** Work order **
"lowered" is the word to look for; copy each line of the listing where it occurs.

** Given records **
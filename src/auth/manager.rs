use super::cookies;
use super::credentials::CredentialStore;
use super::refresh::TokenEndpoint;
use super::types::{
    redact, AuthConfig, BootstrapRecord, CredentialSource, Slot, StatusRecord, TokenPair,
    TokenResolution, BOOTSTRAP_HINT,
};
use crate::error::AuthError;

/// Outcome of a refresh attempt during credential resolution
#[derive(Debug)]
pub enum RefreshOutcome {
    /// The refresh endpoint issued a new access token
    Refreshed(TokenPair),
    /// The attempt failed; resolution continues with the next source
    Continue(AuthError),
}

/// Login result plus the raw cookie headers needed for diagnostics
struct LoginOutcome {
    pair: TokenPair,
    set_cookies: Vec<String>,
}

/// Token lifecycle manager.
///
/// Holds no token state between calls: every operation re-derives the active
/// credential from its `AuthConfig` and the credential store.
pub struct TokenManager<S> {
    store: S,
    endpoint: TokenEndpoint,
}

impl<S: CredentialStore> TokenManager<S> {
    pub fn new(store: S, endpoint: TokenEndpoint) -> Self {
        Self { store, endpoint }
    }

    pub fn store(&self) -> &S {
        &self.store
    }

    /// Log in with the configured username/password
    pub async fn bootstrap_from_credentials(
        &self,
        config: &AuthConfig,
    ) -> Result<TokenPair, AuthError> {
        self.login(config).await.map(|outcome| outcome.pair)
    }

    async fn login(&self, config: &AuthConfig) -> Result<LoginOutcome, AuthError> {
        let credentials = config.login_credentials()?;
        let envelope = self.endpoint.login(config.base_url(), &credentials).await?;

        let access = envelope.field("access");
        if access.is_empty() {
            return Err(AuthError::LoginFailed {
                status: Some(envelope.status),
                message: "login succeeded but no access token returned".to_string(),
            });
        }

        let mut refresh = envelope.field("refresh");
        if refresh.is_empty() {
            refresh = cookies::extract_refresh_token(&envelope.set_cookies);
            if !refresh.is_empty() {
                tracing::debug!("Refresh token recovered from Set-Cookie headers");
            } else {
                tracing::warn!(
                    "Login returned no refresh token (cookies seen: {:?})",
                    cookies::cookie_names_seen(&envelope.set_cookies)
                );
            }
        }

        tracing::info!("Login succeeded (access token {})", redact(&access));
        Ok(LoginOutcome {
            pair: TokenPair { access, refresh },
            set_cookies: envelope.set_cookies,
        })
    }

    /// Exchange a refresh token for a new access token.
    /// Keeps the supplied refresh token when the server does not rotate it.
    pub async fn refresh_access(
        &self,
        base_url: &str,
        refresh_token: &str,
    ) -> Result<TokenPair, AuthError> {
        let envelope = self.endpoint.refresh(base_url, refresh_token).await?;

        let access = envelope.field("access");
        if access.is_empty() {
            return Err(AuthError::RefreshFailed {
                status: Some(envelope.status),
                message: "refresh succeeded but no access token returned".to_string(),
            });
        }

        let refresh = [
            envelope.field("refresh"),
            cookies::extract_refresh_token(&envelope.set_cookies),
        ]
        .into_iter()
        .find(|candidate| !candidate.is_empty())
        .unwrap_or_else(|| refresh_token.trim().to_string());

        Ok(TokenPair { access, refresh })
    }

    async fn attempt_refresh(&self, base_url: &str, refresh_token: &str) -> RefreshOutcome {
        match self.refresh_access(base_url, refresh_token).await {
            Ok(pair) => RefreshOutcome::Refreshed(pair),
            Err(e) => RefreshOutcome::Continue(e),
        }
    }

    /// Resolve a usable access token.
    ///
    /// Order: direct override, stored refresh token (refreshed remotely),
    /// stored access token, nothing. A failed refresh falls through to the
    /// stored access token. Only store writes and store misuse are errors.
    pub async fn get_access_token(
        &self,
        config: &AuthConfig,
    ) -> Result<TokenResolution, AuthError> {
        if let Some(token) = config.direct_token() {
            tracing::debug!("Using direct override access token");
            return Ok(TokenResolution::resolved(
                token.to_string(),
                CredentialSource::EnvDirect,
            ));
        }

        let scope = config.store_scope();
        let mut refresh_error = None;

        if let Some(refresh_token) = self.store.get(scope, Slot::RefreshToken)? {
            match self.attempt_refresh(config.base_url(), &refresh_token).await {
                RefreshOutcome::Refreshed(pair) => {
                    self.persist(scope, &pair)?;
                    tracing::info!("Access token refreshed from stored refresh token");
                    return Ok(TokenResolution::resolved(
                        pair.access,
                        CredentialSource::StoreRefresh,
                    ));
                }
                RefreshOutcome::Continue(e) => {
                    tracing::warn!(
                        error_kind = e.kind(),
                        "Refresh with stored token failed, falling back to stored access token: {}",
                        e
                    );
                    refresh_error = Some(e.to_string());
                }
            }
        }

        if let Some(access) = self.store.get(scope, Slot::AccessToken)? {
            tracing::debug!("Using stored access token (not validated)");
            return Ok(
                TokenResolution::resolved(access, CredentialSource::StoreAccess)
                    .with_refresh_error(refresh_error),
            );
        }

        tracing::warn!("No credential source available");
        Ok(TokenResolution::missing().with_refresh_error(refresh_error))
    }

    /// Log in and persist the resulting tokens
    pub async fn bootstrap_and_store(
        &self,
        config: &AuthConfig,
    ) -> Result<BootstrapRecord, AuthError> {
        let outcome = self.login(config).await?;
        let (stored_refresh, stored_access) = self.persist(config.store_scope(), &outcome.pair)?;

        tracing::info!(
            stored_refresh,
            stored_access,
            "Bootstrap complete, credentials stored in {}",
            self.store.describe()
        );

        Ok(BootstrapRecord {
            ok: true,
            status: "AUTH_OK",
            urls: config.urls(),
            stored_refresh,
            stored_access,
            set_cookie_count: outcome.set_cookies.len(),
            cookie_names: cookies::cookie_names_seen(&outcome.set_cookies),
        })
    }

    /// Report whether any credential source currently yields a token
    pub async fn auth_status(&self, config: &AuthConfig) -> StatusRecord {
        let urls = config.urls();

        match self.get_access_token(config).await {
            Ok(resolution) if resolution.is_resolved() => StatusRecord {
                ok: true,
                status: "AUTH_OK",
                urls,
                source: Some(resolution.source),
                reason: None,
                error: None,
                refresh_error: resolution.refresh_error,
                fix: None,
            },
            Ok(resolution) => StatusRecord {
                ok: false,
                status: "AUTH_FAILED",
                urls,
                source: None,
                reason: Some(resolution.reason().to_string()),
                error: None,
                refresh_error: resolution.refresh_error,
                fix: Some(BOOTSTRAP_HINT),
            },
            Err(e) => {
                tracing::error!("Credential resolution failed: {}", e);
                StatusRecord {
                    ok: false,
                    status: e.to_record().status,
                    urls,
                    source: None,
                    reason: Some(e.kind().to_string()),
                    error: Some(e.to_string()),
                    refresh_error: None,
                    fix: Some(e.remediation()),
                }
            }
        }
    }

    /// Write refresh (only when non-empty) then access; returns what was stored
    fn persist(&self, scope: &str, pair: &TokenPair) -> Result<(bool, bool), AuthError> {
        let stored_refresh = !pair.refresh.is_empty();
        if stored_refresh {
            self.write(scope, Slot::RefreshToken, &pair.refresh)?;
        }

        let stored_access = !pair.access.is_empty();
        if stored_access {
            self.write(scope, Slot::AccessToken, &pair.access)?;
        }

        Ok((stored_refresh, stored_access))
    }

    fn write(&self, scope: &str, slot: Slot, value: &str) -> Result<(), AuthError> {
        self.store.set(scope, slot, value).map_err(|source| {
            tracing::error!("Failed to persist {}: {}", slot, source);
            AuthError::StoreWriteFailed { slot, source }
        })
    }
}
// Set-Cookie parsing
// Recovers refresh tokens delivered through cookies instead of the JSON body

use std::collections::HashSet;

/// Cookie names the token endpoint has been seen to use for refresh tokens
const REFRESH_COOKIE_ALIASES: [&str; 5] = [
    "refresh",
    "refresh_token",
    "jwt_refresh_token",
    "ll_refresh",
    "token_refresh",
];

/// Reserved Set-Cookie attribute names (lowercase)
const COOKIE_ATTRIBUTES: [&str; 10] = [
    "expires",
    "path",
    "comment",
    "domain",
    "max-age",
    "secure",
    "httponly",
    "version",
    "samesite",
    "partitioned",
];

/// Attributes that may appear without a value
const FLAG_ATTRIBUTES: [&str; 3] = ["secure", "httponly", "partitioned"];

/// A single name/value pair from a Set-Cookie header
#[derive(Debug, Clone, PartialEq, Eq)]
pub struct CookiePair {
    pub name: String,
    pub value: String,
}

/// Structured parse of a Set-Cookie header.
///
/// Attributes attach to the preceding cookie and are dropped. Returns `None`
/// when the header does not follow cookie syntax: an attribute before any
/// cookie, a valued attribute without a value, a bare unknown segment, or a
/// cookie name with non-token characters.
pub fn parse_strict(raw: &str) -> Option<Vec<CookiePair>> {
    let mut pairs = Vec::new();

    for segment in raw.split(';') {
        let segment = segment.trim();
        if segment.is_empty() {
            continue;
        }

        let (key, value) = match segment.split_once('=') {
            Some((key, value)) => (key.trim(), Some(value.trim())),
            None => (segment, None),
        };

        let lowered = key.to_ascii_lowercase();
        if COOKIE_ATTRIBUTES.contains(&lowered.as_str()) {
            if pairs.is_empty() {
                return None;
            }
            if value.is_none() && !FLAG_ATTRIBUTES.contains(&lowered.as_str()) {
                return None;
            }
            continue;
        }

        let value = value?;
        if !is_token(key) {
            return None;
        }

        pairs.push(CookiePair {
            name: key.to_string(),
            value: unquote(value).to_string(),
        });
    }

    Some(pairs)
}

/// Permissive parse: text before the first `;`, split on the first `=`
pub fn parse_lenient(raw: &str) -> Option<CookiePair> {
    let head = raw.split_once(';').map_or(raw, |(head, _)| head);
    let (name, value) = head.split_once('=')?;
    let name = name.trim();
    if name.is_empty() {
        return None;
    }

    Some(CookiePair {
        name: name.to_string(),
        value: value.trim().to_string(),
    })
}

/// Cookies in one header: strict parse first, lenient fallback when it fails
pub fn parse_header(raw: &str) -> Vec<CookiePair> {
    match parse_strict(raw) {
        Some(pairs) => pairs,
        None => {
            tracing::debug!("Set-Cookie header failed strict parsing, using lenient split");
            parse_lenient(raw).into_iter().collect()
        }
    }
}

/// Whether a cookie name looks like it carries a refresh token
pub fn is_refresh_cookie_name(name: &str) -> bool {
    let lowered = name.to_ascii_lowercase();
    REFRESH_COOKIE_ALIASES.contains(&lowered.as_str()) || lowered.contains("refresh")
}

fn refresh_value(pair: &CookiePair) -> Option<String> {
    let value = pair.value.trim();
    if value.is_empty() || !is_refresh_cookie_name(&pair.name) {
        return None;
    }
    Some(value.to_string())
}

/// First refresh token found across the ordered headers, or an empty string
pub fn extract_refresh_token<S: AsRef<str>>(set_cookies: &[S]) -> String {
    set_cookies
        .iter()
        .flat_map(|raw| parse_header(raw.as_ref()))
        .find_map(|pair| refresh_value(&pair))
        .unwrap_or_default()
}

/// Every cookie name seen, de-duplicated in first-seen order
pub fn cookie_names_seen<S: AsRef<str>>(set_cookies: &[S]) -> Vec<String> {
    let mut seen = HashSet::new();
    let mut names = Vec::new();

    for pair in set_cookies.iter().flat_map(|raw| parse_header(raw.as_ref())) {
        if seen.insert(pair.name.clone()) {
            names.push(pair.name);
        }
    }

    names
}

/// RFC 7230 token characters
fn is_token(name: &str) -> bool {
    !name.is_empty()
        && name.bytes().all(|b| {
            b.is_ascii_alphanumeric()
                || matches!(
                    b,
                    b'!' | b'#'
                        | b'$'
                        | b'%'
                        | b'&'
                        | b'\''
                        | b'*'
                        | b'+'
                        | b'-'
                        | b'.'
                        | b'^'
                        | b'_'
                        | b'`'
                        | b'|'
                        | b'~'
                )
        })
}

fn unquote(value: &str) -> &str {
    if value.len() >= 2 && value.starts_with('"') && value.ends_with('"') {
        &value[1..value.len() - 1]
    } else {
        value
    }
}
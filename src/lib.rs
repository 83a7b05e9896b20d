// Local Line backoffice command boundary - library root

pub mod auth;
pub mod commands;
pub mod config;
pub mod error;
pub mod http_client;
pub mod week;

...

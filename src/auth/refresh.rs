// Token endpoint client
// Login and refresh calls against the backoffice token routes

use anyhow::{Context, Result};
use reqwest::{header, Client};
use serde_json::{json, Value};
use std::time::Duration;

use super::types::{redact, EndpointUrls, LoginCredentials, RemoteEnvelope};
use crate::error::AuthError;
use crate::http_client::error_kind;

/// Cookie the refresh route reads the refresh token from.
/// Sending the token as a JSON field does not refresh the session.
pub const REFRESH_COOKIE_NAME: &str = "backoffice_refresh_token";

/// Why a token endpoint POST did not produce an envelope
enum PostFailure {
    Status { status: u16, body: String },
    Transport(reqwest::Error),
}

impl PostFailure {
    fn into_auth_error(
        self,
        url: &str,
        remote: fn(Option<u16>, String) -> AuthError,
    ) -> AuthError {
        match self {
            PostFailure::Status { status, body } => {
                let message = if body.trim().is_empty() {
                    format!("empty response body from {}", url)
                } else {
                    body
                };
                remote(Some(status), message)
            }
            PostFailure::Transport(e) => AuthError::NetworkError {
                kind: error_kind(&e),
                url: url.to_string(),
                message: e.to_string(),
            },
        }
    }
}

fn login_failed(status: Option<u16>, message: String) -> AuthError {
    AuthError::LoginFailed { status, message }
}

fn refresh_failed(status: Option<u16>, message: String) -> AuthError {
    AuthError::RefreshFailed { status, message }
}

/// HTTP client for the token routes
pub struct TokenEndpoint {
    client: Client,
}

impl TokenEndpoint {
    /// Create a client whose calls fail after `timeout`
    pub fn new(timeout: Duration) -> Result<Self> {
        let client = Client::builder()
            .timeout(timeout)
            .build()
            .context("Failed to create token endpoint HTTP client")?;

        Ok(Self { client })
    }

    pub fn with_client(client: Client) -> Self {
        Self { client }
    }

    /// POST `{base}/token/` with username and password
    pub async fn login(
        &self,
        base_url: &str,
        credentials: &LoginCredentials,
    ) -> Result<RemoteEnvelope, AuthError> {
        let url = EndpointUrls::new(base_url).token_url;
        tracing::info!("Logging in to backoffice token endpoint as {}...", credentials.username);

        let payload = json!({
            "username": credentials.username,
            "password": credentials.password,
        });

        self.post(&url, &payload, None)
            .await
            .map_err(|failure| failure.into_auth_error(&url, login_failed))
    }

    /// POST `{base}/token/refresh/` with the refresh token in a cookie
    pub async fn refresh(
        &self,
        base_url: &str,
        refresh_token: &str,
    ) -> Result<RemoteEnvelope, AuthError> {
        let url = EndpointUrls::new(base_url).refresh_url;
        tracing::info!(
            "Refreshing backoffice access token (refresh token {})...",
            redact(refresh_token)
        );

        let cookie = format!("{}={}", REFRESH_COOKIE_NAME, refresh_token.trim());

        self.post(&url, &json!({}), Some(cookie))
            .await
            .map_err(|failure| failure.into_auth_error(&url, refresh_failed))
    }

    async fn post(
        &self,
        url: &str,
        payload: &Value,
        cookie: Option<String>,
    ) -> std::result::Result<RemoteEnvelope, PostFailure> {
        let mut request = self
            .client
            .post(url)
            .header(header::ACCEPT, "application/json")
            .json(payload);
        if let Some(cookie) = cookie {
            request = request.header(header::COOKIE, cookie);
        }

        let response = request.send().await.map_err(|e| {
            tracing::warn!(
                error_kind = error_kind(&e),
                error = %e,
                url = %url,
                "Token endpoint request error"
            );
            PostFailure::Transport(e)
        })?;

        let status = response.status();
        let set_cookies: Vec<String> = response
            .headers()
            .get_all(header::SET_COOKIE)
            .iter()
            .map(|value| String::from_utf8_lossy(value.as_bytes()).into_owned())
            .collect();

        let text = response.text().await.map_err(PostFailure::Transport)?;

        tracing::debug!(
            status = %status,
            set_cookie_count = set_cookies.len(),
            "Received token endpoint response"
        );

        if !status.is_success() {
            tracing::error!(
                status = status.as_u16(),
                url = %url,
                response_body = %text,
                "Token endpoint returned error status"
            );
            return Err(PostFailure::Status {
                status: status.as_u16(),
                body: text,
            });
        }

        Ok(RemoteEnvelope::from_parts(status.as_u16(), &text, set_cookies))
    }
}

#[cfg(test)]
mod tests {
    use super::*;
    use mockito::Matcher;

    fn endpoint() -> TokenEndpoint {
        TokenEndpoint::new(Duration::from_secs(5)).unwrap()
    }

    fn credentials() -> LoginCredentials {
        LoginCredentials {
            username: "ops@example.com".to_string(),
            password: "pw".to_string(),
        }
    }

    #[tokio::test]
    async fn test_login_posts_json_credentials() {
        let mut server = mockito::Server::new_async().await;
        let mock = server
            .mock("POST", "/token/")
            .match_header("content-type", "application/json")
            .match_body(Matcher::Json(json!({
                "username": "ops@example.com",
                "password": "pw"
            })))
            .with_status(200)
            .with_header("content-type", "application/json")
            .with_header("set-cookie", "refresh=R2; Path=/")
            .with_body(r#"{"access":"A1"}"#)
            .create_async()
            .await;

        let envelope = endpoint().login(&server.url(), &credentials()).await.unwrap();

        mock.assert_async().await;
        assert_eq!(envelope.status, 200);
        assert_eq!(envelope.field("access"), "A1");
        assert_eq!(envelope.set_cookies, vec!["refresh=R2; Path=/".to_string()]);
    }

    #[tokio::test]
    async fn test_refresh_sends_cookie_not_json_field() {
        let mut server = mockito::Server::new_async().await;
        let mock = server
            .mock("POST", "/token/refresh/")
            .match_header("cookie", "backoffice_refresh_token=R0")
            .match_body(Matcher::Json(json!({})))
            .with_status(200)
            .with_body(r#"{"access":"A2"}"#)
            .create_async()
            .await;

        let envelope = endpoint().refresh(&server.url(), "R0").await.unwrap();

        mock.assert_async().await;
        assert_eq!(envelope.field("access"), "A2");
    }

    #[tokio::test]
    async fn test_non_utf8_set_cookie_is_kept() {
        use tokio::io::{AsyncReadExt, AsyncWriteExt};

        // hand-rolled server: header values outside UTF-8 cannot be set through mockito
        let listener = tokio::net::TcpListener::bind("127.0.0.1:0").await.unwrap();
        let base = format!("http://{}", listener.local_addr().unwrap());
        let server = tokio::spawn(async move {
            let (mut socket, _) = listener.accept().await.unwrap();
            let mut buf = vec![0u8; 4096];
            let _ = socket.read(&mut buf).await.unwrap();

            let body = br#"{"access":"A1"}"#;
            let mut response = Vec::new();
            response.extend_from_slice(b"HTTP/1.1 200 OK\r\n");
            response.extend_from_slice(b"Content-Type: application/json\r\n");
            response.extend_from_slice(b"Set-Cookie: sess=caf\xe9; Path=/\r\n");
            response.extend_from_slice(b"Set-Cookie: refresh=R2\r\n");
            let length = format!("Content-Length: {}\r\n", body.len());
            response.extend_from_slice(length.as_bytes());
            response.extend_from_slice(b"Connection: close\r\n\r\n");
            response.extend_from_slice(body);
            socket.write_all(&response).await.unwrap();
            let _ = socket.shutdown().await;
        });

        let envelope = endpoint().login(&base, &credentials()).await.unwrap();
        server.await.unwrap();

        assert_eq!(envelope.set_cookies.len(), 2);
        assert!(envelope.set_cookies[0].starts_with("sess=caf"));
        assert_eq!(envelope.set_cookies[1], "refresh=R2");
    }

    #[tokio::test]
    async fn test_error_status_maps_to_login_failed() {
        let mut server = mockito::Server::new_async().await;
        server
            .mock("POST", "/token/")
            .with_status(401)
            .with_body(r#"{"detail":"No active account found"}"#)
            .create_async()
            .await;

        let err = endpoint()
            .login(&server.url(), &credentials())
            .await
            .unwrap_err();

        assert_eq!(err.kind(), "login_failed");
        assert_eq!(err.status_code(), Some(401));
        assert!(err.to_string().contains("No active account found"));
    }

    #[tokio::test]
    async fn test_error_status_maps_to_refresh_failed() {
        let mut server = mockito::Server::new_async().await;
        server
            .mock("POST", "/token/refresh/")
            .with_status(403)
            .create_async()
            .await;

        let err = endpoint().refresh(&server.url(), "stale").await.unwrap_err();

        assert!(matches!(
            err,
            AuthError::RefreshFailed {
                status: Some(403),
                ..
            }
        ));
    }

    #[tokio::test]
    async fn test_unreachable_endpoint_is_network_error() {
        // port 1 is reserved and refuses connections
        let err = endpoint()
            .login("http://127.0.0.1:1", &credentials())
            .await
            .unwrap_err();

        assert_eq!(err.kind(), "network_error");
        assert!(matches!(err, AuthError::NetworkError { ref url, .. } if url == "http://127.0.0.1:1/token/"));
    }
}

** Answer space **
        let lowered = key.to_ascii_lowercase();
        if COOKIE_ATTRIBUTES.contains(&lowered.as_str()) {
            if value.is_none() && !FLAG_ATTRIBUTES.contains(&lowered.as_str()) {
    let lowered = name.to_ascii_lowercase();
    REFRESH_COOKIE_ALIASES.contains(&lowered.as_str()) || lowered.contains("refresh")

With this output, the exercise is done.